PROBLEM REQUIREMENTS
Exact copies of all the lines below are required.

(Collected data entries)
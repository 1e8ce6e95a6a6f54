//! Ordered train/test split

use crate::error::{FeatureError, Result};
use polars::prelude::DataFrame;

/// Split into `(train, test)`; the first ⌊len × ratio⌋ rows are training data
///
/// Rows are not shuffled. `ratio` must be in (0, 1]; a ratio of 1 leaves the
/// test table empty.
pub fn split_data(df: &DataFrame, ratio: f64) -> Result<(DataFrame, DataFrame)> {
    if !(ratio > 0.0 && ratio <= 1.0) {
        return Err(FeatureError::InvalidSplitRatio(ratio));
    }

    let len = df.height();
    let train_size = ((len as f64) * ratio).floor() as usize;
    let train = df.slice(0, train_size);
    let test = df.slice(train_size as i64, len - train_size);

    log::debug!(
        "Split {} rows: {} training, {} testing",
        len,
        train.height(),
        test.height()
    );
    Ok((train, test))
}
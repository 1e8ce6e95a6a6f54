use chrono::{Duration, NaiveDate};
use criterion::{black_box, criterion_group, criterion_main, Criterion};
use ohlcv_features::{
    merge::merge_indicator,
    metadata::FeatureMetadata,
    table::from_bars,
    transforms::{add_direction, classify, DirectionThresholds},
    types::Bar,
    variance::OnlineVariance,
};
use polars::prelude::{DataFrame, NamedFrom, Series};

fn bars(days: i64) -> Vec<Bar> {
    let start = NaiveDate::from_ymd_opt(2015, 1, 1).unwrap();
    (0..days)
        .map(|i| {
            let close = 100.0 + (i as f64 * 0.37).sin() * 5.0 + i as f64 * 0.01;
            Bar::new(start + Duration::days(i), close - 0.5, close + 1.0, close - 1.0, close, 10_000.0)
        })
        .collect()
}

fn changes(len: usize) -> Vec<Option<f64>> {
    (0..len).map(|i| Some((i as f64 * 0.61).sin() * 0.02)).collect()
}

fn benchmark_online_variance(c: &mut Criterion) {
    let values: Vec<f64> = (0..10_000).map(|i| (i as f64 * 0.13).cos()).collect();

    c.bench_function("online_variance_10000", |b| {
        b.iter(|| {
            let estimator: OnlineVariance = black_box(&values).iter().copied().collect();
            estimator.std()
        });
    });
}

fn benchmark_direction_classifier(c: &mut Criterion) {
    let series = changes(2_500);

    c.bench_function("direction_thresholds_2500", |b| {
        b.iter(|| DirectionThresholds::from_changes(black_box(&series), 0.07));
    });

    let thresholds = DirectionThresholds::from_changes(&series, 0.07).unwrap();
    c.bench_function("direction_classify_2500", |b| {
        b.iter(|| classify(black_box(&series), &thresholds));
    });

    let table = from_bars(&bars(2_500)).unwrap();
    c.bench_function("add_direction_2500", |b| {
        b.iter(|| add_direction(table.clone(), FeatureMetadata::new(), "Close", 0.07));
    });
}

fn benchmark_merge(c: &mut Criterion) {
    let prices = from_bars(&bars(2_500)).unwrap();
    let start = NaiveDate::from_ymd_opt(2015, 1, 1).unwrap();
    let dates: Vec<String> = (0..2_500)
        .map(|i| (start + Duration::days(i)).format("%Y-%m-%d").to_string())
        .collect();
    let values: Vec<f64> = (0..2_500).map(|i| 20.0 + (i % 40) as f64).collect();
    let indicator = DataFrame::new(vec![Series::new("date", dates), Series::new("ADX", values)]).unwrap();

    c.bench_function("merge_indicator_2500", |b| {
        b.iter(|| merge_indicator(black_box(&prices), indicator.clone(), &[]));
    });
}

criterion_group!(
    benches,
    benchmark_online_variance,
    benchmark_direction_classifier,
    benchmark_merge
);
criterion_main!(benches);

ANSWER TO THIS EXERCISE
repository 1e8ce6e95a6a6f54
//! Ordered train/test split

use crate::error::{FeatureError, Result};
use polars::prelude::DataFrame;

/// Split into `(train, test)`; the first ⌊len × ratio⌋ rows are training data
///
/// Rows are not shuffled. `ratio` must be in (0, 1]; a ratio of 1 leaves the
/// test table empty.
pub fn split_data(df: &DataFrame, ratio: f64) -> Result<(DataFrame, DataFrame)> {
    if !(ratio > 0.0 && ratio <= 1.0) {
        return Err(FeatureError::InvalidSplitRatio(ratio));
    }

    let len = df.height();
    let train_size = ((len as f64) * ratio).floor() as usize;
    let train = df.slice(0, train_size);
    let test = df.slice(train_size as i64, len - train_size);

    log::debug!(
        "Split {} rows: {} training, {} testing",
        len,
        train.height(),
        test.height()
    );
    Ok((train, test))
}
repository 1e8ce6e95a6a6f54
use chrono::{Duration, NaiveDate};
use criterion::{black_box, criterion_group, criterion_main, Criterion};
use ohlcv_features::{
    merge::merge_indicator,
    metadata::FeatureMetadata,
    table::from_bars,
    transforms::{add_direction, classify, DirectionThresholds},
    types::Bar,
    variance::OnlineVariance,
};
use polars::prelude::{DataFrame, NamedFrom, Series};

fn bars(days: i64) -> Vec<Bar> {
    let start = NaiveDate::from_ymd_opt(2015, 1, 1).unwrap();
    (0..days)
        .map(|i| {
            let close = 100.0 + (i as f64 * 0.37).sin() * 5.0 + i as f64 * 0.01;
            Bar::new(start + Duration::days(i), close - 0.5, close + 1.0, close - 1.0, close, 10_000.0)
        })
        .collect()
}

fn changes(len: usize) -> Vec<Option<f64>> {
    (0..len).map(|i| Some((i as f64 * 0.61).sin() * 0.02)).collect()
}

fn benchmark_online_variance(c: &mut Criterion) {
    let values: Vec<f64> = (0..10_000).map(|i| (i as f64 * 0.13).cos()).collect();

    c.bench_function("online_variance_10000", |b| {
        b.iter(|| {
            let estimator: OnlineVariance = black_box(&values).iter().copied().collect();
            estimator.std()
        });
    });
}

fn benchmark_direction_classifier(c: &mut Criterion) {
    let series = changes(2_500);

    c.bench_function("direction_thresholds_2500", |b| {
        b.iter(|| DirectionThresholds::from_changes(black_box(&series), 0.07));
    });

    let thresholds = DirectionThresholds::from_changes(&series, 0.07).unwrap();
    c.bench_function("direction_classify_2500", |b| {
        b.iter(|| classify(black_box(&series), &thresholds));
    });

    let table = from_bars(&bars(2_500)).unwrap();
    c.bench_function("add_direction_2500", |b| {
        b.iter(|| add_direction(table.clone(), FeatureMetadata::new(), "Close", 0.07));
    });
}

fn benchmark_merge(c: &mut Criterion) {
    let prices = from_bars(&bars(2_500)).unwrap();
    let start = NaiveDate::from_ymd_opt(2015, 1, 1).unwrap();
    let dates: Vec<String> = (0..2_500)
        .map(|i| (start + Duration::days(i)).format("%Y-%m-%d").to_string())
        .collect();
    let values: Vec<f64> = (0..2_500).map(|i| 20.0 + (i % 40) as f64).collect();
    let indicator = DataFrame::new(vec![Series::new("date", dates), Series::new("ADX", values)]).unwrap();

    c.bench_function("merge_indicator_2500", |b| {
        b.iter(|| merge_indicator(black_box(&prices), indicator.clone(), &[]));
    });
}

criterion_group!(
    benches,
    benchmark_online_variance,
    benchmark_direction_classifier,
    benchmark_merge
);
criterion_main!(benches);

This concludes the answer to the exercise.